Поэтому Таня Бондарева переложила язвительное письмо в фирменный литгазетовский конверт и отослала в Моссовет: мол, обратите внимание, уважаемые товарищи, на отдельно взятый прискорбный случай, отмеченный нашим читателем, и не откажите в любезности сообщить, что собираетесь делать. В Моссовете точно так же переложили скандальное письмо, но уже в свой фирменный конверт, и отправили дальше — в Институт русского языка Академии наук с настоятельной просьбой рассмотреть вопрос, поднятый жителем столицы, и подготовить научно обоснованное заключение.
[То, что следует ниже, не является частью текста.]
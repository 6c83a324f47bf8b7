//! Undo-log boundary.
//!
//! The document does not own undo bookkeeping; it reports every structural
//! mutation to an [`UndoSink`] before performing it, bracketing multi-step
//! mutations in a group. [`UndoJournal`] is a recording sink whose handle
//! can be cloned and inspected after handing a copy to the document.

use std::cell::RefCell;
use std::rc::Rc;

use strata_core::{PixelBuffer, Rect};

use crate::channel::{Channel, ChannelId};
use crate::document::DocumentId;
use crate::layer::{Layer, LayerId};

/// Kind of a multi-step mutation.
#[derive(Debug, Clone, Copy, PartialEq, Eq, Hash)]
pub enum UndoGroup {
    Merge,
    Flatten,
    RemoveMask,
    Resize,
}

/// State needed to reverse one mutation.
#[derive(Debug, Clone, PartialEq)]
pub enum UndoRecord {
    /// Layer inserted at `position` (0 = top).
    LayerAdded { layer: LayerId, position: usize },
    /// Layer taken out of the stack from `position`.
    LayerRemoved { layer: Box<Layer>, position: usize },
    LayerMoved { layer: LayerId, from: usize, to: usize },
    ChannelAdded { channel: ChannelId, position: usize },
    ChannelRemoved { channel: Box<Channel>, position: usize },
    ChannelMoved { channel: ChannelId, from: usize, to: usize },
    MaskAdded { layer: LayerId },
    MaskRemoved { layer: LayerId, mask: Box<Channel> },
    /// Pixels of `layer` in `area` (layer coordinates) before an edit.
    LayerPixels { layer: LayerId, area: Rect, pixels: PixelBuffer },
    /// Canvas size before a resize and the offset applied to the content.
    CanvasResized { width: u32, height: u32, offset_x: i32, offset_y: i32 },
}

/// Receiver of undo records.
pub trait UndoSink {
    fn group_start(&mut self, doc: DocumentId, group: UndoGroup);
    fn group_end(&mut self, doc: DocumentId);
    fn push(&mut self, doc: DocumentId, record: UndoRecord);
}

/// Discards everything.
#[derive(Debug, Clone, Copy, Default)]
pub struct NoUndo;

impl UndoSink for NoUndo {
    fn group_start(&mut self, _doc: DocumentId, _group: UndoGroup) {}
    fn group_end(&mut self, _doc: DocumentId) {}
    fn push(&mut self, _doc: DocumentId, _record: UndoRecord) {}
}

/// One entry of an [`UndoJournal`].
#[derive(Debug, Clone, PartialEq)]
pub enum JournalEntry {
    GroupStart(UndoGroup),
    GroupEnd,
    Record(UndoRecord),
}

/// Shared-handle recording sink.
#[derive(Debug, Clone, Default)]
pub struct UndoJournal {
    entries: Rc<RefCell<Vec<JournalEntry>>>,
}

impl UndoJournal {
    pub fn new() -> Self {
        Self::default()
    }

    /// Snapshot of everything recorded so far.
    pub fn entries(&self) -> Vec<JournalEntry> {
        self.entries.borrow().clone()
    }

    pub fn len(&self) -> usize {
        self.entries.borrow().len()
    }

    pub fn is_empty(&self) -> bool {
        self.entries.borrow().is_empty()
    }

    pub fn clear(&self) {
        self.entries.borrow_mut().clear();
    }
}

impl UndoSink for UndoJournal {
    fn group_start(&mut self, _doc: DocumentId, group: UndoGroup) {
        self.entries.borrow_mut().push(JournalEntry::GroupStart(group));
    }

    fn group_end(&mut self, _doc: DocumentId) {
        self.entries.borrow_mut().push(JournalEntry::GroupEnd);
    }

    fn push(&mut self, _doc: DocumentId, record: UndoRecord) {
        self.entries.borrow_mut().push(JournalEntry::Record(record));
    }
}
//! Format-tagged pixel storage.
//!
//! - [`PixelBuffer`] - Owned 2-D pixel store tagged with a [`FormatDescriptor`]
//! - [`BufferView`] - Immutable rectangular view
//! - [`BufferViewMut`] - Mutable rectangular view, row-splittable for
//!   parallel kernels
//!
//! # Memory Layout
//!
//! Samples are interleaved per pixel (color components, then alpha) and
//! pixels are stored row-major, top to bottom:
//!
//! ```text
//! [R G B A R G B A ...]  ← Row 0
//! [R G B A R G B A ...]  ← Row 1
//! ```
//!
//! Sample storage is shared copy-on-write, so cloning a buffer (for an
//! undo record or a merge copy) is cheap until one side is written.
//!
//! # Usage
//!
//! ```rust
//! use strata_core::{FormatDescriptor, PixelBuffer, Precision, Rect};
//!
//! let mut buf = PixelBuffer::new(FormatDescriptor::rgba(Precision::F32), 4, 4);
//! buf.fill_rect(Rect::new(1, 1, 2, 2), &[1.0, 0.0, 0.0, 1.0]).unwrap();
//! assert_eq!(buf.pixel(1, 1), &[1.0, 0.0, 0.0, 1.0]);
//! assert_eq!(buf.pixel(0, 0), &[0.0, 0.0, 0.0, 0.0]);
//! ```

use std::sync::Arc;

use crate::error::{Error, Result};
use crate::format::FormatDescriptor;
use crate::rect::Rect;

/// An owned pixel buffer.
#[derive(Clone, PartialEq)]
pub struct PixelBuffer {
    format: FormatDescriptor,
    width: u32,
    height: u32,
    data: Arc<Vec<f32>>,
}

impl PixelBuffer {
    /// Creates a zero-filled buffer (transparent black when alpha is present).
    pub fn new(format: FormatDescriptor, width: u32, height: u32) -> Self {
        let len = width as usize * height as usize * format.channels();
        Self {
            format,
            width,
            height,
            data: Arc::new(vec![0.0; len]),
        }
    }

    /// Creates a zero-filled buffer, reporting allocation failure instead of
    /// aborting.
    ///
    /// Used for projection and merge targets, whose size is driven by user
    /// documents.
    pub fn try_new(format: FormatDescriptor, width: u32, height: u32) -> Result<Self> {
        let len = (width as usize)
            .checked_mul(height as usize)
            .and_then(|n| n.checked_mul(format.channels()))
            .ok_or_else(|| Error::allocation_failed(usize::MAX, "size overflow"))?;
        let mut data = Vec::new();
        data.try_reserve_exact(len)
            .map_err(|e| Error::allocation_failed(len, e.to_string()))?;
        data.resize(len, 0.0);
        Ok(Self {
            format,
            width,
            height,
            data: Arc::new(data),
        })
    }

    /// Creates a buffer with every pixel set to `pixel`.
    pub fn filled(format: FormatDescriptor, width: u32, height: u32, pixel: &[f32]) -> Result<Self> {
        let mut buf = Self::try_new(format, width, height)?;
        buf.fill(pixel)?;
        Ok(buf)
    }

    /// Wraps existing interleaved samples.
    pub fn from_data(format: FormatDescriptor, width: u32, height: u32, data: Vec<f32>) -> Result<Self> {
        let expected = width as usize * height as usize * format.channels();
        if data.len() != expected {
            return Err(Error::invalid_dimensions(
                width,
                height,
                format!("expected {expected} samples, got {}", data.len()),
            ));
        }
        Ok(Self {
            format,
            width,
            height,
            data: Arc::new(data),
        })
    }

    #[inline]
    pub fn format(&self) -> FormatDescriptor {
        self.format
    }

    #[inline]
    pub fn width(&self) -> u32 {
        self.width
    }

    #[inline]
    pub fn height(&self) -> u32 {
        self.height
    }

    #[inline]
    pub fn dimensions(&self) -> (u32, u32) {
        (self.width, self.height)
    }

    /// Samples per pixel.
    #[inline]
    pub fn channels(&self) -> usize {
        self.format.channels()
    }

    /// Samples per row.
    #[inline]
    pub fn stride(&self) -> usize {
        self.width as usize * self.channels()
    }

    /// The buffer's own extent, at the origin.
    #[inline]
    pub fn bounds(&self) -> Rect {
        Rect::from_size(self.width, self.height)
    }

    #[inline]
    pub fn data(&self) -> &[f32] {
        &self.data
    }

    /// Mutable samples; clones shared storage first.
    #[inline]
    pub fn data_mut(&mut self) -> &mut [f32] {
        Arc::make_mut(&mut self.data).as_mut_slice()
    }

    /// Returns `true` if both buffers point at the same storage.
    #[inline]
    pub fn shares_storage(&self, other: &PixelBuffer) -> bool {
        Arc::ptr_eq(&self.data, &other.data)
    }

    #[inline]
    fn offset(&self, x: u32, y: u32) -> usize {
        (y as usize * self.width as usize + x as usize) * self.channels()
    }

    /// Samples of one pixel.
    ///
    /// # Panics
    ///
    /// Panics if (x, y) is outside the buffer.
    #[inline]
    pub fn pixel(&self, x: u32, y: u32) -> &[f32] {
        let o = self.offset(x, y);
        &self.data[o..o + self.channels()]
    }

    /// Samples of one pixel in signed coordinates, `None` outside.
    #[inline]
    pub fn get_pixel(&self, x: i32, y: i32) -> Option<&[f32]> {
        if self.bounds().contains(x, y) {
            Some(self.pixel(x as u32, y as u32))
        } else {
            None
        }
    }

    #[inline]
    pub fn pixel_mut(&mut self, x: u32, y: u32) -> &mut [f32] {
        let o = self.offset(x, y);
        let c = self.channels();
        &mut self.data_mut()[o..o + c]
    }

    /// Writes one pixel, snapping each sample to the buffer precision.
    pub fn set_pixel(&mut self, x: u32, y: u32, pixel: &[f32]) -> Result<()> {
        if x >= self.width || y >= self.height {
            return Err(Error::out_of_bounds(x as i32, y as i32, self.width, self.height));
        }
        self.check_pixel(pixel)?;
        let format = self.format;
        for (i, (d, s)) in self.pixel_mut(x, y).iter_mut().zip(pixel).enumerate() {
            *d = format.store(i, *s);
        }
        Ok(())
    }

    fn check_pixel(&self, pixel: &[f32]) -> Result<()> {
        if pixel.len() != self.channels() {
            return Err(Error::channel_mismatch(self.channels(), pixel.len()));
        }
        Ok(())
    }

    /// Sets every pixel.
    pub fn fill(&mut self, pixel: &[f32]) -> Result<()> {
        self.fill_rect(self.bounds(), pixel)
    }

    /// Sets every pixel of `rect`, which must lie inside the buffer.
    pub fn fill_rect(&mut self, rect: Rect, pixel: &[f32]) -> Result<()> {
        self.check_pixel(pixel)?;
        let format = self.format;
        let stored: Vec<f32> = pixel.iter().enumerate().map(|(i, v)| format.store(i, *v)).collect();
        let mut view = self.view_mut(rect)?;
        for (_, row) in view.rows_mut() {
            for px in row.chunks_exact_mut(stored.len()) {
                px.copy_from_slice(&stored);
            }
        }
        Ok(())
    }

    /// Immutable view of `rect` (buffer coordinates).
    pub fn view(&self, rect: Rect) -> Result<BufferView<'_>> {
        self.check_rect(rect)?;
        Ok(BufferView { buffer: self, rect })
    }

    /// Mutable view of `rect` (buffer coordinates).
    pub fn view_mut(&mut self, rect: Rect) -> Result<BufferViewMut<'_>> {
        self.check_rect(rect)?;
        Ok(BufferViewMut { buffer: self, rect })
    }

    fn check_rect(&self, rect: Rect) -> Result<()> {
        if !self.bounds().contains_rect(&rect) {
            return Err(Error::invalid_region(rect, self.width, self.height));
        }
        Ok(())
    }

    /// Copy of `rect` as a new buffer.
    pub fn crop(&self, rect: Rect) -> Result<PixelBuffer> {
        let view = self.view(rect)?;
        let mut out = PixelBuffer::try_new(self.format, rect.width, rect.height)?;
        let stride = out.stride();
        for (y, row) in out.data_mut().chunks_exact_mut(stride.max(1)).enumerate() {
            row.copy_from_slice(view.row(y as u32));
        }
        Ok(out)
    }

    /// Copy with an alpha sample appended, set to `alpha` everywhere.
    ///
    /// Returns a plain clone if the buffer already has alpha.
    pub fn with_alpha(&self, alpha: f32) -> Result<PixelBuffer> {
        if self.format.has_alpha {
            return Ok(self.clone());
        }
        let format = self.format.with_alpha(true);
        let mut out = PixelBuffer::try_new(format, self.width, self.height)?;
        let src_c = self.channels();
        let a = format.store(src_c, alpha);
        for (dst, src) in out
            .data_mut()
            .chunks_exact_mut(src_c + 1)
            .zip(self.data.chunks_exact(src_c))
        {
            dst[..src_c].copy_from_slice(src);
            dst[src_c] = a;
        }
        Ok(out)
    }

    /// Copy with the alpha sample dropped, color left as stored.
    pub fn without_alpha(&self) -> Result<PixelBuffer> {
        if !self.format.has_alpha {
            return Ok(self.clone());
        }
        let format = self.format.with_alpha(false);
        let mut out = PixelBuffer::try_new(format, self.width, self.height)?;
        let dst_c = format.channels();
        for (dst, src) in out
            .data_mut()
            .chunks_exact_mut(dst_c)
            .zip(self.data.chunks_exact(dst_c + 1))
        {
            dst.copy_from_slice(&src[..dst_c]);
        }
        Ok(out)
    }

    /// Copy on a new `width` × `height` canvas with the old content placed
    /// at (`off_x`, `off_y`). Uncovered pixels are zero.
    pub fn resized(&self, width: u32, height: u32, off_x: i32, off_y: i32) -> Result<PixelBuffer> {
        let mut out = PixelBuffer::try_new(self.format, width, height)?;
        let placed = self.bounds().translate(off_x, off_y);
        if let Some(overlap) = placed.intersect(&out.bounds()) {
            let src_rect = overlap.translate(-off_x, -off_y);
            let src = self.view(src_rect)?;
            let mut dst = out.view_mut(overlap)?;
            for (y, row) in dst.rows_mut() {
                row.copy_from_slice(src.row(y));
            }
        }
        Ok(out)
    }
}

impl std::fmt::Debug for PixelBuffer {
    fn fmt(&self, f: &mut std::fmt::Formatter<'_>) -> std::fmt::Result {
        f.debug_struct("PixelBuffer")
            .field("format", &self.format)
            .field("width", &self.width)
            .field("height", &self.height)
            .finish()
    }
}

/// Immutable rectangular view into a [`PixelBuffer`].
///
/// Coordinates passed to view methods are relative to the view origin.
#[derive(Clone, Copy)]
pub struct BufferView<'a> {
    buffer: &'a PixelBuffer,
    rect: Rect,
}

impl<'a> BufferView<'a> {
    #[inline]
    pub fn width(&self) -> u32 {
        self.rect.width
    }

    #[inline]
    pub fn height(&self) -> u32 {
        self.rect.height
    }

    /// The viewed rectangle in buffer coordinates.
    #[inline]
    pub fn region(&self) -> Rect {
        self.rect
    }

    #[inline]
    pub fn format(&self) -> FormatDescriptor {
        self.buffer.format
    }

    /// Samples of row `y` restricted to the view.
    #[inline]
    pub fn row(&self, y: u32) -> &'a [f32] {
        let c = self.buffer.channels();
        let start = self.buffer.offset(self.rect.x as u32, self.rect.y as u32 + y);
        &self.buffer.data[start..start + self.rect.width as usize * c]
    }

    #[inline]
    pub fn pixel(&self, x: u32, y: u32) -> &'a [f32] {
        self.buffer
            .pixel(self.rect.x as u32 + x, self.rect.y as u32 + y)
    }
}

/// Mutable rectangular view into a [`PixelBuffer`].
pub struct BufferViewMut<'a> {
    buffer: &'a mut PixelBuffer,
    rect: Rect,
}

impl<'a> BufferViewMut<'a> {
    #[inline]
    pub fn width(&self) -> u32 {
        self.rect.width
    }

    #[inline]
    pub fn height(&self) -> u32 {
        self.rect.height
    }

    #[inline]
    pub fn region(&self) -> Rect {
        self.rect
    }

    #[inline]
    pub fn format(&self) -> FormatDescriptor {
        self.buffer.format
    }

    /// Rows of the view as `(row index within view, samples)`.
    ///
    /// The slices are disjoint, so they can be handed to worker threads.
    pub fn rows_mut(&mut self) -> impl Iterator<Item = (u32, &mut [f32])> + '_ {
        let c = self.buffer.channels();
        let stride = self.buffer.stride().max(1);
        let x0 = self.rect.x as usize * c;
        let x1 = x0 + self.rect.width as usize * c;
        let y0 = self.rect.y as usize;
        let h = self.rect.height as usize;
        self.buffer
            .data_mut()
            .chunks_exact_mut(stride)
            .skip(y0)
            .take(h)
            .enumerate()
            .map(move |(i, row)| (i as u32, &mut row[x0..x1]))
    }
}

#[cfg(test)]
mod tests {
    use super::*;
    use crate::format::Precision;

    fn rgba() -> FormatDescriptor {
        FormatDescriptor::rgba(Precision::F32)
    }

    #[test]
    fn test_new_is_zeroed() {
        let buf = PixelBuffer::new(rgba(), 3, 2);
        assert_eq!(buf.data().len(), 24);
        assert!(buf.data().iter().all(|v| *v == 0.0));
    }

    #[test]
    fn test_set_pixel_quantizes() {
        let mut buf = PixelBuffer::new(FormatDescriptor::rgb(Precision::U8), 2, 2);
        buf.set_pixel(1, 0, &[0.5, 2.0, -1.0]).unwrap();
        assert_eq!(buf.pixel(1, 0), &[128.0 / 255.0, 1.0, 0.0]);
        assert!(buf.set_pixel(2, 0, &[0.0, 0.0, 0.0]).is_err());
        assert!(buf.set_pixel(0, 0, &[0.0]).is_err());
    }

    #[test]
    fn test_fill_rect_rejects_outside() {
        let mut buf = PixelBuffer::new(rgba(), 4, 4);
        let err = buf.fill_rect(Rect::new(2, 2, 4, 4), &[1.0; 4]).unwrap_err();
        assert!(err.is_bounds_error());
    }

    #[test]
    fn test_clone_is_copy_on_write() {
        let a = PixelBuffer::new(rgba(), 2, 2);
        let mut b = a.clone();
        assert!(a.shares_storage(&b));
        b.fill(&[1.0; 4]).unwrap();
        assert!(!a.shares_storage(&b));
        assert_eq!(a.pixel(0, 0), &[0.0; 4]);

        let mut c = a.clone();
        c.data_mut()[0] = 0.5;
        assert!(!a.shares_storage(&c));
        assert_eq!(c.data()[0], 0.5);
        assert_eq!(a.data()[0], 0.0);
    }

    #[test]
    fn test_alpha_add_and_remove() {
        let rgb = PixelBuffer::filled(FormatDescriptor::rgb(Precision::F32), 2, 1, &[0.1, 0.2, 0.3]).unwrap();
        let with = rgb.with_alpha(1.0).unwrap();
        assert_eq!(with.pixel(1, 0), &[0.1, 0.2, 0.3, 1.0]);
        let back = with.without_alpha().unwrap();
        assert_eq!(back, rgb);
    }

    #[test]
    fn test_crop_and_view_rows() {
        let mut buf = PixelBuffer::new(FormatDescriptor::gray(Precision::F32), 4, 4);
        buf.set_pixel(2, 1, &[0.75]).unwrap();
        let crop = buf.crop(Rect::new(1, 1, 2, 2)).unwrap();
        assert_eq!(crop.pixel(1, 0), &[0.75]);
        let view = buf.view(Rect::new(2, 1, 2, 1)).unwrap();
        assert_eq!(view.row(0), &[0.75, 0.0]);
    }

    #[test]
    fn test_resized_places_content() {
        let src = PixelBuffer::filled(FormatDescriptor::gray(Precision::F32), 2, 2, &[1.0]).unwrap();
        let out = src.resized(4, 4, 3, -1).unwrap();
        assert_eq!(out.pixel(3, 0), &[1.0]);
        assert_eq!(out.pixel(2, 0), &[0.0]);
        assert_eq!(out.pixel(3, 1), &[0.0]);
    }

    #[test]
    fn test_from_data_checks_len() {
        assert!(PixelBuffer::from_data(rgba(), 2, 2, vec![0.0; 15]).is_err());
        assert!(PixelBuffer::from_data(rgba(), 2, 2, vec![0.0; 16]).is_ok());
    }
}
А Институт русского языка, будто нарочно, располагался, да и сейчас располагается, рядом с улицей, о которой речь, и его сотрудники сами испытывали неловкость от такого соседства. И они не только поддержали неизвестного педанта, но и надумали, как выйти из щекотливого положения, сохранив в неприкосновенности и необычную фамилию, и мужское достоинство ее носителя. Правда, новое название оказалось слишком громоздким и устрашающим. На этом фоне даже Танковый проезд выглядел милым и уютным, а Пушечная — тихой и беспечной.

Когда нам ответили из Моссовета, я не удержался, отправился на Волхонку, свернул в бывший Большой Знаменский, огляделся. И точно, по всему переулку висели новенькие таблички, наполнявшие уши неистовым грохотом: улица Грицевецкая! Грицевецкая! Грицевецкая!

Все-таки изобретательность человеческая неиссякаема.

Но через несколько лет грянула кампания по возвращению прежних имен улицам и переулкам, площадям и бульварам внутри Садового кольца, и Грицевецкая улица снова стала Большим Знаменским переулком. Вернулись и Знаменка, и Малый Знаменский. Вернулась даже наводящая ужас Лубянка.

Вот только соседняя Софийка так и осталась Пушечной. Может быть, чтобы не путали с Варваркой?